• TASK INSTRUCTIONS:
Tally up the lines below that carry the word "response", answering with the figure alone.
EXTRACTED MATERIAL: Begin
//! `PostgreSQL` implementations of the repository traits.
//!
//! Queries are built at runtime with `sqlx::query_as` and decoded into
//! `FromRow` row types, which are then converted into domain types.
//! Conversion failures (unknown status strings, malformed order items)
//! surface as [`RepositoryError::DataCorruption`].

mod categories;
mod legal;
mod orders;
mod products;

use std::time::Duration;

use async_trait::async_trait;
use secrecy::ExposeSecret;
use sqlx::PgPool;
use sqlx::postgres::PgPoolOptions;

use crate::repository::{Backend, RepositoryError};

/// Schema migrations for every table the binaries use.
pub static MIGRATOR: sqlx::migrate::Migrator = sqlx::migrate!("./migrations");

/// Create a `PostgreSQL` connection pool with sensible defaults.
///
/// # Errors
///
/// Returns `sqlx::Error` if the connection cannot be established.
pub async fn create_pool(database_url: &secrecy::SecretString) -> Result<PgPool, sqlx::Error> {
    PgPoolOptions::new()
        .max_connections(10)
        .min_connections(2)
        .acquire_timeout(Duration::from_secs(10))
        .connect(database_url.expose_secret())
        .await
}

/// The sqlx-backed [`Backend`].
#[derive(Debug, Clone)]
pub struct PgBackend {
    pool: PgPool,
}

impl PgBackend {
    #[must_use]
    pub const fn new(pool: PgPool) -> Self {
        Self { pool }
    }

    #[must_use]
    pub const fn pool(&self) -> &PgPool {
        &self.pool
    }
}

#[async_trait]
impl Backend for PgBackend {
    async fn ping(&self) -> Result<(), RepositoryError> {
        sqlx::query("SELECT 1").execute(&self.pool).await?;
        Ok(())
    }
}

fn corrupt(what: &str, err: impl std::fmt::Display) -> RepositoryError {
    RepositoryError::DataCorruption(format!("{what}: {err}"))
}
EXTRACTED MATERIAL: End
EXTRACTED MATERIAL: Begin
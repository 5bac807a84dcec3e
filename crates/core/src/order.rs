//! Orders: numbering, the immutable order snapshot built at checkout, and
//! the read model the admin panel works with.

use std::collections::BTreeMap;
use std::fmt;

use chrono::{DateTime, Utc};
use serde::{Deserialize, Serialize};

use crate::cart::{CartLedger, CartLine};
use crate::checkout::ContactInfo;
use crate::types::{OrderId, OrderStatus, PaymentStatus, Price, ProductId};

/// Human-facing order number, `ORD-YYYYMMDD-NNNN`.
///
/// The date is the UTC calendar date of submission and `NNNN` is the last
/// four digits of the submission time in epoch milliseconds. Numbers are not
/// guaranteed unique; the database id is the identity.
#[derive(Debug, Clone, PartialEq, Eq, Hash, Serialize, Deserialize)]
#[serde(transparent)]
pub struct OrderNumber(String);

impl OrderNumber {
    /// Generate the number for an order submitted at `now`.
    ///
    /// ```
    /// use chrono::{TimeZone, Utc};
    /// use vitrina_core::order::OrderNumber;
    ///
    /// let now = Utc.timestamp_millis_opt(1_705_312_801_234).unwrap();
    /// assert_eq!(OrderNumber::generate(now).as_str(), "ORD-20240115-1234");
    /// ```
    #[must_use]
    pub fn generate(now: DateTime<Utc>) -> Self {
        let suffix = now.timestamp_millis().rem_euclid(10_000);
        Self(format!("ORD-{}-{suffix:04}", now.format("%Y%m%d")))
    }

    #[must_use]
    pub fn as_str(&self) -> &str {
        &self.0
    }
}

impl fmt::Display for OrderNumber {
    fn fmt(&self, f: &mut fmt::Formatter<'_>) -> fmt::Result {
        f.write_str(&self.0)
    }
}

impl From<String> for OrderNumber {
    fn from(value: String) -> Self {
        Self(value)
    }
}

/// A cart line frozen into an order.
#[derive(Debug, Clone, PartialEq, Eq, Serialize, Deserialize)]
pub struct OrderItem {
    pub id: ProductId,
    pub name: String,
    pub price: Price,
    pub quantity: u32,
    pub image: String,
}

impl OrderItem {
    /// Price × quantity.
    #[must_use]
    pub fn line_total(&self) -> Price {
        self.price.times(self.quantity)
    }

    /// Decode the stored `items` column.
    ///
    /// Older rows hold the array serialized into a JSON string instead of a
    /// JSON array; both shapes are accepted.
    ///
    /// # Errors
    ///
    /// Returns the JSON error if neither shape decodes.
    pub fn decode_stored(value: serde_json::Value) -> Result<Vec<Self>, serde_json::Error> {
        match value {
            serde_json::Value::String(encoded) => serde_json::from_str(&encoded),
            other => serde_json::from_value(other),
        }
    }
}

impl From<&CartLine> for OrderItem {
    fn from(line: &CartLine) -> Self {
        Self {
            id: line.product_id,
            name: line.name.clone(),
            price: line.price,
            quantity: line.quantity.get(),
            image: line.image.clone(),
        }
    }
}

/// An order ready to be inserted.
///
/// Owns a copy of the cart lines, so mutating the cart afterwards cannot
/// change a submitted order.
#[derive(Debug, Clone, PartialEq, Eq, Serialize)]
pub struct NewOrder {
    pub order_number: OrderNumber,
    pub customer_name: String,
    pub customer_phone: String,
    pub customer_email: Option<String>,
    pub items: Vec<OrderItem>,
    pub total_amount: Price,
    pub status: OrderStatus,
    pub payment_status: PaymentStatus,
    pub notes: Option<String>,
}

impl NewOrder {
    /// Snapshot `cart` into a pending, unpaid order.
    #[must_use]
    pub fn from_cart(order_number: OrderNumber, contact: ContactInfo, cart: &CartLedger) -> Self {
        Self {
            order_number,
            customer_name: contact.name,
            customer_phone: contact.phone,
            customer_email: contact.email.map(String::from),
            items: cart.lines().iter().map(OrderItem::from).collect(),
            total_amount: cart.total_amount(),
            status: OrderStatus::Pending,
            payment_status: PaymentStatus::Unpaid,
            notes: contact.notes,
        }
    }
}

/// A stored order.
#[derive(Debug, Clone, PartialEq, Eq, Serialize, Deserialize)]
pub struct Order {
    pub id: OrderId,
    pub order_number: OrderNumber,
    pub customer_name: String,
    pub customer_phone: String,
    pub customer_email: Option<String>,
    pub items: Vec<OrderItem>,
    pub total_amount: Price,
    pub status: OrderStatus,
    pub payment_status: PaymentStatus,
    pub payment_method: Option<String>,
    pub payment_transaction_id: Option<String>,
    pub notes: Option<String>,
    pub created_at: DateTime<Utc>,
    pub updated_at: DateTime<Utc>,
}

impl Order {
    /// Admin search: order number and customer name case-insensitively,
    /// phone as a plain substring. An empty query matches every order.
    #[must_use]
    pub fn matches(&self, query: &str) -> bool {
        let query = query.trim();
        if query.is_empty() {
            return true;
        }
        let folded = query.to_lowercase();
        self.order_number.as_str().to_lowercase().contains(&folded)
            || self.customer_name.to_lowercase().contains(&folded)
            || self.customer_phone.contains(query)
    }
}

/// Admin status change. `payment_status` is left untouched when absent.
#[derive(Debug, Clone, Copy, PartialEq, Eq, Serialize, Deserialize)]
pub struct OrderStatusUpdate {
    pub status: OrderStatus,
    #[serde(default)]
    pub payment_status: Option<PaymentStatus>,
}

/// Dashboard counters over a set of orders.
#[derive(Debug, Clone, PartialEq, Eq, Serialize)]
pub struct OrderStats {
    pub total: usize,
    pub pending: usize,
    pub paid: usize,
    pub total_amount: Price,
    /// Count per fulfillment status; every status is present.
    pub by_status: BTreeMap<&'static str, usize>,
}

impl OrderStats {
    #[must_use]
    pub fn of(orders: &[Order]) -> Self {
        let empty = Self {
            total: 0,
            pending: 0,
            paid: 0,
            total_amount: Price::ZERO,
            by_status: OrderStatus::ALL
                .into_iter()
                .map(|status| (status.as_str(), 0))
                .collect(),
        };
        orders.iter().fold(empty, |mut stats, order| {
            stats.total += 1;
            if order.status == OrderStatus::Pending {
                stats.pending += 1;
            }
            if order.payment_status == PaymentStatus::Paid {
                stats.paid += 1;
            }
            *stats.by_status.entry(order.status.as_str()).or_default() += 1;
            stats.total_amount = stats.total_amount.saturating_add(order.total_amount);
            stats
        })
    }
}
EXTRACTED MATERIAL: End
EXTRACTED MATERIAL: Begin
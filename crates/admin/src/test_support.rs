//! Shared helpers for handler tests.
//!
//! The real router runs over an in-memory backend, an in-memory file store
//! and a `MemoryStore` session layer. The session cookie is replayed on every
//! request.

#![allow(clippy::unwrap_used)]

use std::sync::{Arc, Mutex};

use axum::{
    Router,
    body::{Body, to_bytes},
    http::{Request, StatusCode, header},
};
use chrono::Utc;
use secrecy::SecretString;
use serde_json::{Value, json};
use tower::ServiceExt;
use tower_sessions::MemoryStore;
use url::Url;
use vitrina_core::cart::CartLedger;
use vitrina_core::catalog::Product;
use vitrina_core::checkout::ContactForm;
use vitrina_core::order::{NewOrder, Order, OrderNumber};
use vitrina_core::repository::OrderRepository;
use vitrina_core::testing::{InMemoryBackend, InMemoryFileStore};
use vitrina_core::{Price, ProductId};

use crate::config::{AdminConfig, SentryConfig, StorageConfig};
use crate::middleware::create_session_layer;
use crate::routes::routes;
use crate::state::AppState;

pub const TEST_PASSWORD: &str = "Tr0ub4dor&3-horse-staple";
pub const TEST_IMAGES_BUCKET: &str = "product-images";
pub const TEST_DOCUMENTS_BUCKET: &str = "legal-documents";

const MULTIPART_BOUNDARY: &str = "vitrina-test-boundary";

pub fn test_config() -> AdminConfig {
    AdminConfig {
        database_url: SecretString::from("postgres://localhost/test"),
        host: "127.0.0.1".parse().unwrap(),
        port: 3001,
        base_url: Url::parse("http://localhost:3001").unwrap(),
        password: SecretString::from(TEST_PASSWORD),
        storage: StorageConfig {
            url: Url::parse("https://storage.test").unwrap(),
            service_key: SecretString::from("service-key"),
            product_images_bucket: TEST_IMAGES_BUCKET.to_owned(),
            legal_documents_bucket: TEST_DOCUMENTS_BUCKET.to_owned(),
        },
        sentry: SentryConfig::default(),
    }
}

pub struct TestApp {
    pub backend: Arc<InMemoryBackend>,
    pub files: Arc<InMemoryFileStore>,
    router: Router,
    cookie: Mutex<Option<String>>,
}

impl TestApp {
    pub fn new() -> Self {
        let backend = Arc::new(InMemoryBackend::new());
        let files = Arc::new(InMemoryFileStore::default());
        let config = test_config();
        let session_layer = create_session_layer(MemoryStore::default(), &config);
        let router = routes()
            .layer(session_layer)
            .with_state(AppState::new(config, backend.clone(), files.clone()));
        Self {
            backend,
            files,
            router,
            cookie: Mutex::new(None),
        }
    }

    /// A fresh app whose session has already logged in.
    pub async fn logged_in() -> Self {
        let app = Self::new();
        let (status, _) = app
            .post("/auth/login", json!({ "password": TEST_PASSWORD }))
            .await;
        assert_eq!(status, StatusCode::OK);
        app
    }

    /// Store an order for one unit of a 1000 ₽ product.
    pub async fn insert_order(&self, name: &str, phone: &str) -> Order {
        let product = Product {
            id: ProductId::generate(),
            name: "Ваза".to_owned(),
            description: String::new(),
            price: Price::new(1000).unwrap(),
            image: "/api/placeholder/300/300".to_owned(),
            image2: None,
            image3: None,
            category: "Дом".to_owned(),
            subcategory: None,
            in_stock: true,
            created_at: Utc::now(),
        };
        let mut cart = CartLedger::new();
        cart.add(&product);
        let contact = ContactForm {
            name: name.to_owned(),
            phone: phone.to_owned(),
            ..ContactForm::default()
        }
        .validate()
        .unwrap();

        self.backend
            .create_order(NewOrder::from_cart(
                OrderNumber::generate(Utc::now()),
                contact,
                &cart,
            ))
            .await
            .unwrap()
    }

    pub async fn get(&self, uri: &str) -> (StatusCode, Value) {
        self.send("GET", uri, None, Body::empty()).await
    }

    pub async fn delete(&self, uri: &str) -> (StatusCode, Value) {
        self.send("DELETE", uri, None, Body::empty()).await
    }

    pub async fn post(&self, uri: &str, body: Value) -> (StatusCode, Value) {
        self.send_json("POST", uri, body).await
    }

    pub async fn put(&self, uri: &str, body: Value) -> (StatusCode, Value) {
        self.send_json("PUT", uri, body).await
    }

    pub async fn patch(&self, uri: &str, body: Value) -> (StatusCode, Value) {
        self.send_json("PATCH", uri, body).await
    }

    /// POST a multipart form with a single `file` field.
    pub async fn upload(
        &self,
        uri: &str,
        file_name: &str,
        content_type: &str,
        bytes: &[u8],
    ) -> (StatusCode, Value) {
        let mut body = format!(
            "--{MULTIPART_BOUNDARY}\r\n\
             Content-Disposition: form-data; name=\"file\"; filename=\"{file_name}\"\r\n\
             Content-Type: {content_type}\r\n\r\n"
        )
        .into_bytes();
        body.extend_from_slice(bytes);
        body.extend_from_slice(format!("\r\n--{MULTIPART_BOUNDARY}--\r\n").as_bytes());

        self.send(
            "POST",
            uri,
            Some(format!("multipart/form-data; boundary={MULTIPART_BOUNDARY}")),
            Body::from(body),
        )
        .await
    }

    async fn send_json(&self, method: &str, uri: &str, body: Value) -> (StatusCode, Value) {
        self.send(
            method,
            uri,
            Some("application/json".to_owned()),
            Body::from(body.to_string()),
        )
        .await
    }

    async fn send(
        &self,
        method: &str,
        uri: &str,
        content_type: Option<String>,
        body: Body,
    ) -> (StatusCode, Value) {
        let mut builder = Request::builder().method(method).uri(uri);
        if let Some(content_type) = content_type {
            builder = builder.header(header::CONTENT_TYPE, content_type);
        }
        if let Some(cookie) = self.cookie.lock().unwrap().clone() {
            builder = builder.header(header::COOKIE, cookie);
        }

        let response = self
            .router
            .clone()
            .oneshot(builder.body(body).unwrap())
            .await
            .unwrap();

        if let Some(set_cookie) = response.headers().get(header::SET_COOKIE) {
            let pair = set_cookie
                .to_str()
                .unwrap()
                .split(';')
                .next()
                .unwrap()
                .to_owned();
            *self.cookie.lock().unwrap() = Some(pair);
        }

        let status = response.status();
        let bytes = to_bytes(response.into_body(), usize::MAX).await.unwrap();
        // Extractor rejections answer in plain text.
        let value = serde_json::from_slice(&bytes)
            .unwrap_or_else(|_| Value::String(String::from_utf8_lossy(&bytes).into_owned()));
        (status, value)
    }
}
EXTRACTED MATERIAL: End
• EXERCISE RESULT:
4